A fronte del vero e proprio fascio di problemi applicativi che l’art. 380-bis c.p.c. pone con questo inutile e gravatorio riferimento al rilascio di una nuova procura speciale che procura speciale non è (v. ancora E. Bruno, op. cit.), ci permettiamo di introdurre una semplice domanda: non sarebbe stato preferibile prevedere un’istanza di persistente interesse, magari sottoscritta anche dalla parte personalmente? In fondo la soluzione sarebbe stata coerente col testo dell’art. 390 c.p.c., che regola un fenomeno assimilabile, almeno nelle conseguenze, a quello introdotto dalla sintetica proposta.

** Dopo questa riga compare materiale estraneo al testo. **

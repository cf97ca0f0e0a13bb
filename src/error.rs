//! Error types.

use std::path::PathBuf;
use thiserror::Error;

/// Invalid grid resolution, spacing or array layout.
#[derive(Debug, Clone, PartialEq, Error)]
pub enum GeometryError {
    #[error("invalid resolution {nx}x{ny}x{nz}: every cell count must be positive")]
    InvalidResolution { nx: usize, ny: usize, nz: usize },

    #[error("invalid cell spacing ({dx}, {dy}, {dz}): every spacing must be finite and positive")]
    InvalidSpacing { dx: f64, dy: f64, dz: f64 },

    #[error("array `{name}` has dimensions {found:?}, expected {expected:?}")]
    DimensionMismatch {
        name: &'static str,
        expected: [usize; 3],
        found: [usize; 3],
    },

    #[error("buffer of length {found} cannot back an array of dimensions {dims:?}")]
    BufferLength { dims: [usize; 3], found: usize },
}

/// Failure to obtain a usable geometry raster.
#[derive(Debug, Error)]
pub enum RasterError {
    #[error("couldn't read geometry file \"{path}\": {source}")]
    Io {
        path: PathBuf,
        #[source]
        source: std::io::Error,
    },

    #[error("malformed geometry raster: {0}")]
    Malformed(String),

    #[error("geometry raster has an empty resolution {width}x{height}")]
    Empty { width: usize, height: usize },

    #[error("unknown geometry marker {marker} at raster position ({x}, {y})")]
    UnknownMarker { marker: u8, x: usize, y: usize },
}

#[derive(Debug, Clone, PartialEq, Eq, Error)]
pub enum ScenarioError {
    #[error("unknown scenario \"{0}\"")]
    UnknownScenario(String),

    #[error("unknown tracer kind \"{0}\"")]
    UnknownTracerKind(String),
}

/// Violation of the tracer seeding/stepping protocol.
#[derive(Debug, Clone, Copy, PartialEq, Eq, Error)]
pub enum TracerError {
    #[error("the particle seeding locations were already set for this trace")]
    AlreadySeeded,

    #[error("the particle seeding locations must be set before tracing")]
    NotSeeded,
}

#[derive(Debug, Clone, Copy, PartialEq, Eq, Error)]
pub enum FlagError {
    #[error("flag word {0:#06x} doesn't encode exactly one cell type")]
    InvalidCellType(u32),

    #[error("flag word {0:#06x} has bits set outside of the flag layout")]
    UnknownBits(u32),
}
pub use self::cell_centered::*;

mod cell_centered;
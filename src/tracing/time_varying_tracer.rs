use super::{Particle, StaggeredFieldSampler, TracerParameters, Trajectories, Trajectory};
use crate::error::TracerError;
use crate::geometry::GridGeometry;
use crate::math::{Point, Real};
use rayon::prelude::*;

#[cfg_attr(feature = "serde-serialize", derive(Serialize, Deserialize))]
#[derive(Copy, Clone, Debug, PartialEq, Eq)]
pub enum TimeVaryingMode {
    /// Follow one particle per seed.
    Pathlines,
    /// Release one particle per seed and per time step.
    Streaklines,
}

#[derive(Clone, Debug)]
enum TracerState {
    Unseeded,
    Pathlines {
        particles: Vec<Particle>,
        trajectories: Trajectories,
    },
    Streaklines {
        // Release points. Seeds outside of the domain never release anything.
        seeds: Vec<Particle>,
        // The live particles of every seed, oldest first.
        streaks: Vec<Vec<Particle>>,
    },
}

/// Traces pathlines or streaklines through a sequence of velocity snapshots.
///
/// Seeding happens exactly once, then the tracer is stepped forward once per solver time
/// step with the snapshot of that time step.
#[derive(Clone, Debug)]
pub struct TimeVaryingTracer {
    pub params: TracerParameters,
    mode: TimeVaryingMode,
    state: TracerState,
    num_steps: usize,
}

impl TimeVaryingTracer {
    pub fn new(mode: TimeVaryingMode, params: TracerParameters) -> Self {
        Self {
            params,
            mode,
            state: TracerState::Unseeded,
            num_steps: 0,
        }
    }

    pub fn mode(&self) -> TimeVaryingMode {
        self.mode
    }

    pub fn is_seeded(&self) -> bool {
        !matches!(self.state, TracerState::Unseeded)
    }

    /// The number of successful calls to [`Self::time_step`].
    pub fn num_steps(&self) -> usize {
        self.num_steps
    }

    pub fn set_seeding_locations(
        &mut self,
        geometry: &GridGeometry,
        seeds: &[Point<Real>],
    ) -> Result<(), TracerError> {
        if self.is_seeded() {
            return Err(TracerError::AlreadySeeded);
        }

        let particles: Vec<_> = seeds
            .iter()
            .map(|seed| Particle::seeded(*seed, geometry))
            .collect();
        let num_outside = particles.iter().filter(|p| !p.is_active()).count();
        if num_outside > 0 {
            warn!(
                "{} of {} seeds are outside of the domain.",
                num_outside,
                seeds.len()
            );
        }

        self.state = match self.mode {
            TimeVaryingMode::Pathlines => TracerState::Pathlines {
                trajectories: seeds.iter().map(|seed| Trajectory::new(*seed)).collect(),
                particles,
            },
            TimeVaryingMode::Streaklines => TracerState::Streaklines {
                streaks: vec![Vec::new(); particles.len()],
                seeds: particles,
            },
        };

        Ok(())
    }

    /// Advances every live particle from time `t` to `t + dt` through the velocity field of
    /// `sampler`.
    pub fn time_step(
        &mut self,
        t: Real,
        dt: Real,
        sampler: &StaggeredFieldSampler,
    ) -> Result<(), TracerError> {
        let t0 = instant::now();
        let params = &self.params;

        match &mut self.state {
            TracerState::Unseeded => return Err(TracerError::NotSeeded),
            TracerState::Pathlines {
                particles,
                trajectories,
            } => {
                particles
                    .par_iter_mut()
                    .zip(trajectories.par_iter_mut())
                    .for_each(|(particle, trajectory)| {
                        if let Some(position) = particle.advance(dt, sampler, params) {
                            trajectory.push(position);
                        }
                    });
            }
            TracerState::Streaklines { seeds, streaks } => {
                seeds
                    .par_iter()
                    .zip(streaks.par_iter_mut())
                    .for_each(|(seed, streak)| {
                        if seed.is_active() {
                            streak.push(*seed);
                        }

                        streak.retain_mut(|particle| {
                            particle.advance(dt, sampler, params).is_some()
                        });
                    });
            }
        }

        self.num_steps += 1;
        debug!(
            "Particle step at t = {} (dt = {}): {}ms",
            t,
            dt,
            instant::now() - t0
        );

        Ok(())
    }

    /// The current trajectory of every seed, in seeding order.
    ///
    /// A streakline starts at its release point and continues with its particles from the
    /// youngest to the oldest. Returns no trajectory before seeding.
    pub fn trajectories(&self) -> Trajectories {
        match &self.state {
            TracerState::Unseeded => Vec::new(),
            TracerState::Pathlines { trajectories, .. } => trajectories.clone(),
            TracerState::Streaklines { seeds, streaks } => seeds
                .iter()
                .zip(streaks.iter())
                .map(|(seed, streak)| {
                    let positions = std::iter::once(seed.position)
                        .chain(streak.iter().rev().map(|p| p.position))
                        .collect();
                    Trajectory::from_positions(positions)
                })
                .collect(),
        }
    }

    /// Same as [`Self::trajectories`], with the scalar attributes sampled from `sampler`.
    pub fn trajectories_with_attributes(&self, sampler: &StaggeredFieldSampler) -> Trajectories {
        let mut trajectories = self.trajectories();
        trajectories
            .par_iter_mut()
            .for_each(|trajectory| trajectory.sample_attributes(sampler));
        trajectories
    }

    /// The live particles, e.g., for rendering them as points.
    pub fn particles(&self) -> Vec<Particle> {
        match &self.state {
            TracerState::Unseeded => Vec::new(),
            TracerState::Pathlines { particles, .. } => {
                particles.iter().filter(|p| p.is_active()).copied().collect()
            }
            TracerState::Streaklines { streaks, .. } => streaks.iter().flatten().copied().collect(),
        }
    }
}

La verità è che il pimpante legislatore delegato ha voluto esagerare, senza avvedersi che il rilascio di nuova procura rappresenta l’argomento principe per poter predicare l’alterità tra fase sommaria e fase ordinaria (camerale); e proprio questo dettaglio, che poi tanto dettaglio non è, costituisce il principale elemento di debolezza del nuovo istituto così come della sentenza delle Sezioni Unite: che del resto, nella situazione data, hanno fatto quel che potevano anche quando hanno negato l’esistenza di un problema che non si poteva risolvere, pur nella sua evidente inutilità.